- What you need to do: Copy exactly the lines of the material below, starting with the first and including the line that holds "#[derive(Debug, Clone, PartialEq, Eq)]".
——
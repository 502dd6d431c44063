use once_cell::sync::Lazy;
use rustc_hash::FxHashMap;
use serde::{Deserialize, Serialize};
use std::fmt;
use std::str::FromStr;

/// The travel theme a destination is classified under.
///
/// Declaration order is the canonical order: whenever a single category has
/// to be picked among equals (for example the dominant vibe of a cluster with
/// tied counts), the one declared first wins.
#[derive(Debug, Clone, Copy, PartialEq, Eq, Hash, PartialOrd, Ord, Serialize, Deserialize)]
#[serde(rename_all = "snake_case")]
pub enum VibeCategory {
    Adventure,
    Romantic,
    Cultural,
    Beach,
    Nightlife,
    Nature,
}

impl VibeCategory {
    /// Number of categories.
    pub const COUNT: usize = 6;

    /// All categories in canonical order.
    pub const ALL: [VibeCategory; Self::COUNT] = [
        VibeCategory::Adventure,
        VibeCategory::Romantic,
        VibeCategory::Cultural,
        VibeCategory::Beach,
        VibeCategory::Nightlife,
        VibeCategory::Nature,
    ];

    /// Position of this category in the canonical order.
    pub const fn index(self) -> usize {
        self as usize
    }

    /// Category at a canonical position, if any.
    pub fn from_index(index: usize) -> Option<Self> {
        Self::ALL.get(index).copied()
    }

    /// Lowercase name, as used in serialized output.
    pub const fn as_str(self) -> &'static str {
        match self {
            VibeCategory::Adventure => "adventure",
            VibeCategory::Romantic => "romantic",
            VibeCategory::Cultural => "cultural",
            VibeCategory::Beach => "beach",
            VibeCategory::Nightlife => "nightlife",
            VibeCategory::Nature => "nature",
        }
    }
}

static NAME_LOOKUP: Lazy<FxHashMap<&'static str, VibeCategory>> = Lazy::new(|| {
    VibeCategory::ALL
        .iter()
        .map(|category| (category.as_str(), *category))
        .collect()
});

impl fmt::Display for VibeCategory {
    fn fmt(&self, f: &mut fmt::Formatter<'_>) -> fmt::Result {
        f.write_str(self.as_str())
    }
}

/// Error returned when a string does not name a known category.
#[derive(Debug, Clone, PartialEq, Eq)]
pub struct UnknownCategory(pub String);

impl fmt::Display for UnknownCategory {
    fn fmt(&self, f: &mut fmt::Formatter<'_>) -> fmt::Result {
        write!(f, "unknown vibe category: {:?}", self.0)
    }
}

impl std::error::Error for UnknownCategory {}

impl FromStr for VibeCategory {
    type Err = UnknownCategory;

    fn from_str(s: &str) -> Result<Self, Self::Err> {
        let normalized = s.trim().to_ascii_lowercase();
        NAME_LOOKUP
            .get(normalized.as_str())
            .copied()
            .ok_or_else(|| UnknownCategory(s.to_string()))
    }
}

#[cfg(test)]
mod tests {
    use super::*;

    #[test]
    fn test_canonical_order_matches_index() {
        for (i, category) in VibeCategory::ALL.iter().enumerate() {
            assert_eq!(category.index(), i);
            assert_eq!(VibeCategory::from_index(i), Some(*category));
        }
        assert_eq!(VibeCategory::from_index(VibeCategory::COUNT), None);
    }

    #[test]
    fn test_parse_is_case_insensitive() {
        assert_eq!("Beach".parse::<VibeCategory>(), Ok(VibeCategory::Beach));
        assert_eq!(" nightlife ".parse::<VibeCategory>(), Ok(VibeCategory::Nightlife));
        assert!("mountains".parse::<VibeCategory>().is_err());
    }

    #[test]
    fn test_serde_uses_lowercase_names() {
        let json = serde_json::to_string(&VibeCategory::Romantic).unwrap();
        assert_eq!(json, "\"romantic\"");
        let back: VibeCategory = serde_json::from_str("\"nature\"").unwrap();
        assert_eq!(back, VibeCategory::Nature);
    }
}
——
- Output for this exercise:
repository 502dd6d431c44063
use once_cell::sync::Lazy;
use rustc_hash::FxHashMap;
use serde::{Deserialize, Serialize};
use std::fmt;
use std::str::FromStr;

/// The travel theme a destination is classified under.
///
/// Declaration order is the canonical order: whenever a single category has
/// to be picked among equals (for example the dominant vibe of a cluster with
/// tied counts), the one declared first wins.
#[derive(Debug, Clone, Copy, PartialEq, Eq, Hash, PartialOrd, Ord, Serialize, Deserialize)]
#[serde(rename_all = "snake_case")]
pub enum VibeCategory {
    Adventure,
    Romantic,
    Cultural,
    Beach,
    Nightlife,
    Nature,
}

impl VibeCategory {
    /// Number of categories.
    pub const COUNT: usize = 6;

    /// All categories in canonical order.
    pub const ALL: [VibeCategory; Self::COUNT] = [
        VibeCategory::Adventure,
        VibeCategory::Romantic,
        VibeCategory::Cultural,
        VibeCategory::Beach,
        VibeCategory::Nightlife,
        VibeCategory::Nature,
    ];

    /// Position of this category in the canonical order.
    pub const fn index(self) -> usize {
        self as usize
    }

    /// Category at a canonical position, if any.
    pub fn from_index(index: usize) -> Option<Self> {
        Self::ALL.get(index).copied()
    }

    /// Lowercase name, as used in serialized output.
    pub const fn as_str(self) -> &'static str {
        match self {
            VibeCategory::Adventure => "adventure",
            VibeCategory::Romantic => "romantic",
            VibeCategory::Cultural => "cultural",
            VibeCategory::Beach => "beach",
            VibeCategory::Nightlife => "nightlife",
            VibeCategory::Nature => "nature",
        }
    }
}

static NAME_LOOKUP: Lazy<FxHashMap<&'static str, VibeCategory>> = Lazy::new(|| {
    VibeCategory::ALL
        .iter()
        .map(|category| (category.as_str(), *category))
        .collect()
});

impl fmt::Display for VibeCategory {
    fn fmt(&self, f: &mut fmt::Formatter<'_>) -> fmt::Result {
        f.write_str(self.as_str())
    }
}

/// Error returned when a string does not name a known category.
#[derive(Debug, Clone, PartialEq, Eq)]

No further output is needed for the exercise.